▶ WHAT TO PRODUCE
Across the records below, count every line that contains the string "radii", then report the count alone.

▬▬▬▬▬▬▬▬▬▬

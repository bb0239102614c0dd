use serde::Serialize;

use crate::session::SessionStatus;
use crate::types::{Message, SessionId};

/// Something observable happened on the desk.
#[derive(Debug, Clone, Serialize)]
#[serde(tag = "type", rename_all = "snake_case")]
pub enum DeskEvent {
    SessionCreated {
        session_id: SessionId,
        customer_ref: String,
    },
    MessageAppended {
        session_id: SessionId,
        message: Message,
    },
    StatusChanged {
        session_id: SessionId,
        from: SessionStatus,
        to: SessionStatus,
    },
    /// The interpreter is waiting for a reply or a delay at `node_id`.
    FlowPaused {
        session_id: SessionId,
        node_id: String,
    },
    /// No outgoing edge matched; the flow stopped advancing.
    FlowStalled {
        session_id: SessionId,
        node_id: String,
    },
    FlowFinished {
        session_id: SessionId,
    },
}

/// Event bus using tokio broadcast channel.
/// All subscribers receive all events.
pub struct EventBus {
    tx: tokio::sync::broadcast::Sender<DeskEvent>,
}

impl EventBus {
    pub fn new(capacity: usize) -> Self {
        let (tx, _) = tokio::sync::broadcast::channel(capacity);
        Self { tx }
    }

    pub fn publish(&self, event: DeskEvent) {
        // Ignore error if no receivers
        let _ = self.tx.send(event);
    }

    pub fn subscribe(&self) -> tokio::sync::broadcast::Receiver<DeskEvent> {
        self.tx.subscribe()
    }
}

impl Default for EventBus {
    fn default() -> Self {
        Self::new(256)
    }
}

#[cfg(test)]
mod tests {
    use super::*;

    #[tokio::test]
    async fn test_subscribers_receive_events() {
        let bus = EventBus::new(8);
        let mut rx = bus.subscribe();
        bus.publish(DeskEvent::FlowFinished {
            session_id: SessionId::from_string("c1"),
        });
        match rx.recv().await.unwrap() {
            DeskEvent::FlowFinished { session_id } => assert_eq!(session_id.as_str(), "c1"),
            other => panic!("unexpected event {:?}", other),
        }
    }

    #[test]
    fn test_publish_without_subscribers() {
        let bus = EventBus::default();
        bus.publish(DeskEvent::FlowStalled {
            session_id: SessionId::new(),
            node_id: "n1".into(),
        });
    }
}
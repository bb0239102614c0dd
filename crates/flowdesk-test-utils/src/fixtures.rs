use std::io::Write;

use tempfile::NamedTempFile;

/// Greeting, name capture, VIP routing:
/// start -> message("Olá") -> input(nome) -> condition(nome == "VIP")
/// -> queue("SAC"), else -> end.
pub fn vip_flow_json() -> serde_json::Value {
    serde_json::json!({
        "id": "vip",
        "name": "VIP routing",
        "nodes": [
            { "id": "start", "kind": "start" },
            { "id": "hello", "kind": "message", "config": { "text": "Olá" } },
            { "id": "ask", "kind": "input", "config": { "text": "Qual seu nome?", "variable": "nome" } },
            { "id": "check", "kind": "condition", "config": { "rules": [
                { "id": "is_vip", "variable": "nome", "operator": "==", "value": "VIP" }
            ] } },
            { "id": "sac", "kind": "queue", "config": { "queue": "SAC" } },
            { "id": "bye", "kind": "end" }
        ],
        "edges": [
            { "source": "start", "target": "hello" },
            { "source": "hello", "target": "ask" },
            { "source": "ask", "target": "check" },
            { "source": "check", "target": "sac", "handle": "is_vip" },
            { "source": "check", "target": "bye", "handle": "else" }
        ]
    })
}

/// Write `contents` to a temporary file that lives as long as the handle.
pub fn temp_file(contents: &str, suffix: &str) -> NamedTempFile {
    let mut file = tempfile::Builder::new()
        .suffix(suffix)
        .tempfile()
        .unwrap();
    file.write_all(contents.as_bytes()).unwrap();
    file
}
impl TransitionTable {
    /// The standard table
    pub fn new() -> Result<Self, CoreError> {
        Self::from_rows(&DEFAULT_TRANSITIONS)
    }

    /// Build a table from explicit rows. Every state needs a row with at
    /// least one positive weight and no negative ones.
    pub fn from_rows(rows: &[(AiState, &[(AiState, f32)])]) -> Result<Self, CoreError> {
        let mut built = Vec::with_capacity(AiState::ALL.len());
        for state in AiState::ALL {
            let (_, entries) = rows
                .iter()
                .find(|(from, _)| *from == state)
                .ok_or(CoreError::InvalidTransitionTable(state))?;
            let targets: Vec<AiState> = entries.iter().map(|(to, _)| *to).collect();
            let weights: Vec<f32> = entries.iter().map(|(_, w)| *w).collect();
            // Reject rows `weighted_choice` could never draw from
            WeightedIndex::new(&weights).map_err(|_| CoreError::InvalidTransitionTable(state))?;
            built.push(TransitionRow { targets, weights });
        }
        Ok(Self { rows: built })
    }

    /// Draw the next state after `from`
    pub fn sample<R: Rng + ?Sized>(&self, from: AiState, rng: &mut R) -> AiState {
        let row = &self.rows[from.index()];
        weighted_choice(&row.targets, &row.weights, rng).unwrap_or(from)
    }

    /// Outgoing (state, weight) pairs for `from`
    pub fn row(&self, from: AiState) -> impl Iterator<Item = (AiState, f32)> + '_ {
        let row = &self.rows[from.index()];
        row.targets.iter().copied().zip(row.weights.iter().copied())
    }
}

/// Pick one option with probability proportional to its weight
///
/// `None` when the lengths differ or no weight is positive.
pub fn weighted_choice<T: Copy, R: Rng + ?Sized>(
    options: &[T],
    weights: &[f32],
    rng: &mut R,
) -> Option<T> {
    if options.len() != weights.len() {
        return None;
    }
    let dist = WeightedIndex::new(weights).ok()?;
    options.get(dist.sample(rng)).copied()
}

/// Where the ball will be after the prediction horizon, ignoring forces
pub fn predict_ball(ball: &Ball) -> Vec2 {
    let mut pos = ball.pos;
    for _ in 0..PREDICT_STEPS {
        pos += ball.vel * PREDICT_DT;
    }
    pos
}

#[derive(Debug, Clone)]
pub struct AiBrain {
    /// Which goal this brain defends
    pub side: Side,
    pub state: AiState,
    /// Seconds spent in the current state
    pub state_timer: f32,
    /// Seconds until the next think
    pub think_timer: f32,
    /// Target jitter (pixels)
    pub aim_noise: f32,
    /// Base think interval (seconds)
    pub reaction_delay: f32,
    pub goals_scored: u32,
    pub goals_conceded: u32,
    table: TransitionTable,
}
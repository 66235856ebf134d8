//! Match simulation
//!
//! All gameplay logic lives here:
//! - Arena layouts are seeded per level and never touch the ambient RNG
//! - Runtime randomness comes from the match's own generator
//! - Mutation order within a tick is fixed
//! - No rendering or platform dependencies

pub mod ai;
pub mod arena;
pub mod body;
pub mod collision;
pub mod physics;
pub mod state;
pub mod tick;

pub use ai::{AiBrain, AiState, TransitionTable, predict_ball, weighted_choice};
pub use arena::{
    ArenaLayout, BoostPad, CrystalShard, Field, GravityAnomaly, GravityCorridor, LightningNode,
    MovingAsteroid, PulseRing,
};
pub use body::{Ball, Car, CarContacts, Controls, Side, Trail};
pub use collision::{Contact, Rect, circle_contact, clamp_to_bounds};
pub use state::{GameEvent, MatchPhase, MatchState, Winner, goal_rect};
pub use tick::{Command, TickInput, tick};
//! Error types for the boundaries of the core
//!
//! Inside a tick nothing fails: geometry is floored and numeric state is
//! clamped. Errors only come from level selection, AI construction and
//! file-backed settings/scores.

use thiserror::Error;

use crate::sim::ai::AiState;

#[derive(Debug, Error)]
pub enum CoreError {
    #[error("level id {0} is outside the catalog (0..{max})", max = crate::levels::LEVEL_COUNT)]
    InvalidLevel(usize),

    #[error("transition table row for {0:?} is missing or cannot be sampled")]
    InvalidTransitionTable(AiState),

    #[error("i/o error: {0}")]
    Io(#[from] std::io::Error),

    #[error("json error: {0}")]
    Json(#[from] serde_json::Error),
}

▬▬▬▬▬▬▬▬▬▬

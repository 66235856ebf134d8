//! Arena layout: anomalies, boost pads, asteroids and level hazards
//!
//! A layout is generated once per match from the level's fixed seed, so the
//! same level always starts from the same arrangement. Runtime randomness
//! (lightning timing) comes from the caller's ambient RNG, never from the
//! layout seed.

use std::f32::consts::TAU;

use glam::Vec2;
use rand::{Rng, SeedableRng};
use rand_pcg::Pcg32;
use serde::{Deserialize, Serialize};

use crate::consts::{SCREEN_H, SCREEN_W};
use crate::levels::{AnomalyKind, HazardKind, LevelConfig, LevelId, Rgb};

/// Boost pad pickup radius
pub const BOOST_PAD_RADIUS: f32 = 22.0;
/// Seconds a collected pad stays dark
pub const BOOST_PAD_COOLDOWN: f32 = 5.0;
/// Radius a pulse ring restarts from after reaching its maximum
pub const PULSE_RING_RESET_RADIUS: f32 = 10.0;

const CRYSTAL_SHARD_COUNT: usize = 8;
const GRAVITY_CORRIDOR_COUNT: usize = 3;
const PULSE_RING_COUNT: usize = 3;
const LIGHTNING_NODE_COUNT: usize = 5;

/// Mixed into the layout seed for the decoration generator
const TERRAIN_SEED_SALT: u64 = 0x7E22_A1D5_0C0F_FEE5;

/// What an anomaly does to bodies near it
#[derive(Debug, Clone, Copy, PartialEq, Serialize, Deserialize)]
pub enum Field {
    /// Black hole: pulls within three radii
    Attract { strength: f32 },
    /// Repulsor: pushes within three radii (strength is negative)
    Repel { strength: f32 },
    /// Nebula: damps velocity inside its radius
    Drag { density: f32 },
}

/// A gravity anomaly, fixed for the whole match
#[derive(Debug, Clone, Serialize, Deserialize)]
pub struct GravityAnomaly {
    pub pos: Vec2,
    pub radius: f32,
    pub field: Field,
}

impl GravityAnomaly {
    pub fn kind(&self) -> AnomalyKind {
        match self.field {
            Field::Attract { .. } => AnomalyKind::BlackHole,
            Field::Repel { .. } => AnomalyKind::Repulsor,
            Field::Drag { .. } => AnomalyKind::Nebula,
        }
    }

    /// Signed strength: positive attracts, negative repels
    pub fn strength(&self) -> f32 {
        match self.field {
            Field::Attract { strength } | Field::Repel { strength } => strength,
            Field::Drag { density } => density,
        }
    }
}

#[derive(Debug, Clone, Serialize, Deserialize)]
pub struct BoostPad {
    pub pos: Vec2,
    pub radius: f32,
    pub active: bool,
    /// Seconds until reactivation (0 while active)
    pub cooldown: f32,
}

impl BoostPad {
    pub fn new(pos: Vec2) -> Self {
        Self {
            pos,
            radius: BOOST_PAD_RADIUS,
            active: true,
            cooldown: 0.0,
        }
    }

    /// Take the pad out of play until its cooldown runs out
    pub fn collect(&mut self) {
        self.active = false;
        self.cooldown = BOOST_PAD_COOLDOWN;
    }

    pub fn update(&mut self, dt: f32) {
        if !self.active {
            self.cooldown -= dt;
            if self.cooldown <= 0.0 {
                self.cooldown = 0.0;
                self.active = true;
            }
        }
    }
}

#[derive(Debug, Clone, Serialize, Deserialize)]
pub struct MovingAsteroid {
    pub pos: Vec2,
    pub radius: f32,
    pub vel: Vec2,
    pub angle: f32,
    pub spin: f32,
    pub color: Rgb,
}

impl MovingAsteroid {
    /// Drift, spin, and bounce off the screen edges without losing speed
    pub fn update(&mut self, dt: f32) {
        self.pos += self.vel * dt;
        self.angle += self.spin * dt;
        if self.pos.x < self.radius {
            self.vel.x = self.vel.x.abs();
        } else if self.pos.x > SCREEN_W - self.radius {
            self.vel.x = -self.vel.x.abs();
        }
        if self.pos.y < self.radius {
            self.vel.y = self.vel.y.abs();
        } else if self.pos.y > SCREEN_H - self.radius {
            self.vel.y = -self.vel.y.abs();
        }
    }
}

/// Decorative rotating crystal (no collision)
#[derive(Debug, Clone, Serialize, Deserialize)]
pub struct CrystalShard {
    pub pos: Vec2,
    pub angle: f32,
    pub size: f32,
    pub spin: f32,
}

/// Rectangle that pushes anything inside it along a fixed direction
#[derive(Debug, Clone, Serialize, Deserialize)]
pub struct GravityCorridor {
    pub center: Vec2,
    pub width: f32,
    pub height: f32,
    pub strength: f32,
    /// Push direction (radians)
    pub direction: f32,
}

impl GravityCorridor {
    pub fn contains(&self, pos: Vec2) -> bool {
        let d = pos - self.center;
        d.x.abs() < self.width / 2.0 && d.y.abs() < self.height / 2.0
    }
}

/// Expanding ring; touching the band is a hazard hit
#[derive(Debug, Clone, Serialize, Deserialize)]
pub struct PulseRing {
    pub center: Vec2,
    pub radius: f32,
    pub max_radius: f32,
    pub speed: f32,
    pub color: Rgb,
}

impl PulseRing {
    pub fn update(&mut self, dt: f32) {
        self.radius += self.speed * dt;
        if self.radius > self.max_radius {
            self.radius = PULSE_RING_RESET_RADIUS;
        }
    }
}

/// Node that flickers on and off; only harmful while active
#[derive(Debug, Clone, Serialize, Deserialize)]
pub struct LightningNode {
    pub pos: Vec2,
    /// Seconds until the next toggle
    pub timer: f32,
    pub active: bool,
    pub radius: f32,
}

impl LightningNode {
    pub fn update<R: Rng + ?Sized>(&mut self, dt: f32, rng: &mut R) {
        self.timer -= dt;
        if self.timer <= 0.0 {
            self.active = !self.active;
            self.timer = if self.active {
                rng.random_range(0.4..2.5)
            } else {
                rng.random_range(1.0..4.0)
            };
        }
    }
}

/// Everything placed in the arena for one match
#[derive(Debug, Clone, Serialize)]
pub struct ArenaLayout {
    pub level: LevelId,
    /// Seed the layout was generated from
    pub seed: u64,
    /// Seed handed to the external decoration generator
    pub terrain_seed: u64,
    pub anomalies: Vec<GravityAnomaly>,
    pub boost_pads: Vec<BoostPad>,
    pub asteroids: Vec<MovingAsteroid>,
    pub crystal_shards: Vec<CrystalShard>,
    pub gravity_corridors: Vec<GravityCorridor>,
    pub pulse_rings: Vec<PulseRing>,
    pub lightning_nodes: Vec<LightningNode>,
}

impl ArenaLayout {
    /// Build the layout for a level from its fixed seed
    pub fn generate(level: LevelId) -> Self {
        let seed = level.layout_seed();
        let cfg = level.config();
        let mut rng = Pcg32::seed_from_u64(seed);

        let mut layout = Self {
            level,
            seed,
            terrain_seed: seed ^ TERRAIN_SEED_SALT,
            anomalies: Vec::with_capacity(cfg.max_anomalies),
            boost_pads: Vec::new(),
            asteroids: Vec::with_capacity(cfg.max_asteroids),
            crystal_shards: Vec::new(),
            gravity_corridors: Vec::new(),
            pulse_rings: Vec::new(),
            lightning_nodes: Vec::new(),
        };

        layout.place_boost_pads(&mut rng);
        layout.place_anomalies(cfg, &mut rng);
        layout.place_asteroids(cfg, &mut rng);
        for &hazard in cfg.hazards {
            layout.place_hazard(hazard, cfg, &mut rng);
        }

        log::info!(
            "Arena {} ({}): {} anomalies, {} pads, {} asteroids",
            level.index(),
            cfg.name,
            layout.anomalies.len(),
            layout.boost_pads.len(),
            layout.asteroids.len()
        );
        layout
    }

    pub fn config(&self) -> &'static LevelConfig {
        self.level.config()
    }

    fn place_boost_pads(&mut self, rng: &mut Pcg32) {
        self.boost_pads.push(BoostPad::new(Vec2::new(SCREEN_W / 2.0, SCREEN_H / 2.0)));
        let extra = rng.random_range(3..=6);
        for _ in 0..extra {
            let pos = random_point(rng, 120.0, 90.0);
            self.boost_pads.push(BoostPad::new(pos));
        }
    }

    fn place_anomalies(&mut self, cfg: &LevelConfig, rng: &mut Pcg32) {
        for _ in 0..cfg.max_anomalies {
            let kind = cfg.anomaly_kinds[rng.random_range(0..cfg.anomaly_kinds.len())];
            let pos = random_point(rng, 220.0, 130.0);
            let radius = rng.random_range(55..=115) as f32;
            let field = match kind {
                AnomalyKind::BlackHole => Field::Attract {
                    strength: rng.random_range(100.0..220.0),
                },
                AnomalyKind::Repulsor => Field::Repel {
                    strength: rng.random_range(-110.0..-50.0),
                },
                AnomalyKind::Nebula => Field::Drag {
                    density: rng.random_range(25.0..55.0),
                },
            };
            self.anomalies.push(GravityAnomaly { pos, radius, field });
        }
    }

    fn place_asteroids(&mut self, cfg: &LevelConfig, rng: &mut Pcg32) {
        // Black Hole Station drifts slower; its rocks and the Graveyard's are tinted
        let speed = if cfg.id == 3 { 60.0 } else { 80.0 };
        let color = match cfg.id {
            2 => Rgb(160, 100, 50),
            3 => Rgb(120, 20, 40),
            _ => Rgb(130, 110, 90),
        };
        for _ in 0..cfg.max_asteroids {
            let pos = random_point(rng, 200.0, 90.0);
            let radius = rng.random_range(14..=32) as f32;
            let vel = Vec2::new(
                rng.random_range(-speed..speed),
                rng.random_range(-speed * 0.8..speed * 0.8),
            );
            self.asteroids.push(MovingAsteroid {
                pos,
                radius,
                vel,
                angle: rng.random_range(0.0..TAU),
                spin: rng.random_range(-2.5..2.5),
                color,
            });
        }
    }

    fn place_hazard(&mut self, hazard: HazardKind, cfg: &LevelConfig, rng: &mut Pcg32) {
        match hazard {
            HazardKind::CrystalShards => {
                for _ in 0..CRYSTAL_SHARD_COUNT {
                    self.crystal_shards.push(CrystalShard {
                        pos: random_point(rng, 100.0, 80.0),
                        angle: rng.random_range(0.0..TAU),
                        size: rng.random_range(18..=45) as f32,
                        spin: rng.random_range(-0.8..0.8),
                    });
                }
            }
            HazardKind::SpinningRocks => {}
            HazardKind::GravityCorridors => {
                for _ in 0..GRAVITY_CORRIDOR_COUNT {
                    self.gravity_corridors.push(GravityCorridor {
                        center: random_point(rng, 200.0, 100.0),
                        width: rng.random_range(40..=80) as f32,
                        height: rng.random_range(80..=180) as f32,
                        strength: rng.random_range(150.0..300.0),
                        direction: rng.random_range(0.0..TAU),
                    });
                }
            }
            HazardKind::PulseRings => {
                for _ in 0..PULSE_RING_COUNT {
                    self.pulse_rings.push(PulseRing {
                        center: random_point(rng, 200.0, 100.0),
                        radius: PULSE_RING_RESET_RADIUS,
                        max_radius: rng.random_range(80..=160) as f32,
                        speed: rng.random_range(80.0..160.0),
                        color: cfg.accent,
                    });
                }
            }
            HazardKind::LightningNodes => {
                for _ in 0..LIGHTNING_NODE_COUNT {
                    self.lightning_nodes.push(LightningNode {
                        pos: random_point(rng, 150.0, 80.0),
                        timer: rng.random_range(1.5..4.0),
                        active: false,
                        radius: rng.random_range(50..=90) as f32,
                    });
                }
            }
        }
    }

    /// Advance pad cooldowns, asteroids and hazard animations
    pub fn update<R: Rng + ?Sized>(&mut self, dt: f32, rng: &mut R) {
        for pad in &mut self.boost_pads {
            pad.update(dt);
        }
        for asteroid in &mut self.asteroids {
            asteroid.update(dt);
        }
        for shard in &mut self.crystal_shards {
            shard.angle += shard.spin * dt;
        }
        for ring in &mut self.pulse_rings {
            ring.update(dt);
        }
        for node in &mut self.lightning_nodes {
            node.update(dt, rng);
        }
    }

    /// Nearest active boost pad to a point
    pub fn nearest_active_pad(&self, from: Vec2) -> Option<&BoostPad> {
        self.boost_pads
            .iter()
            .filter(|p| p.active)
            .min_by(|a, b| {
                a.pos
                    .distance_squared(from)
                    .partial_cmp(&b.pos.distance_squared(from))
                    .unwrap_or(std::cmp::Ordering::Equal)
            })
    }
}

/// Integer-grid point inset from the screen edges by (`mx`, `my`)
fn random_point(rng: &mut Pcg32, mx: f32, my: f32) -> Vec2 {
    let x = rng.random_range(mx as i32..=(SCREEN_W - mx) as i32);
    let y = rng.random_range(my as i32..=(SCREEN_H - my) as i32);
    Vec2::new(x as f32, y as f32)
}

▬▬▬▬▬▬▬▬▬▬

▶ ANSWER TO THIS TASK
2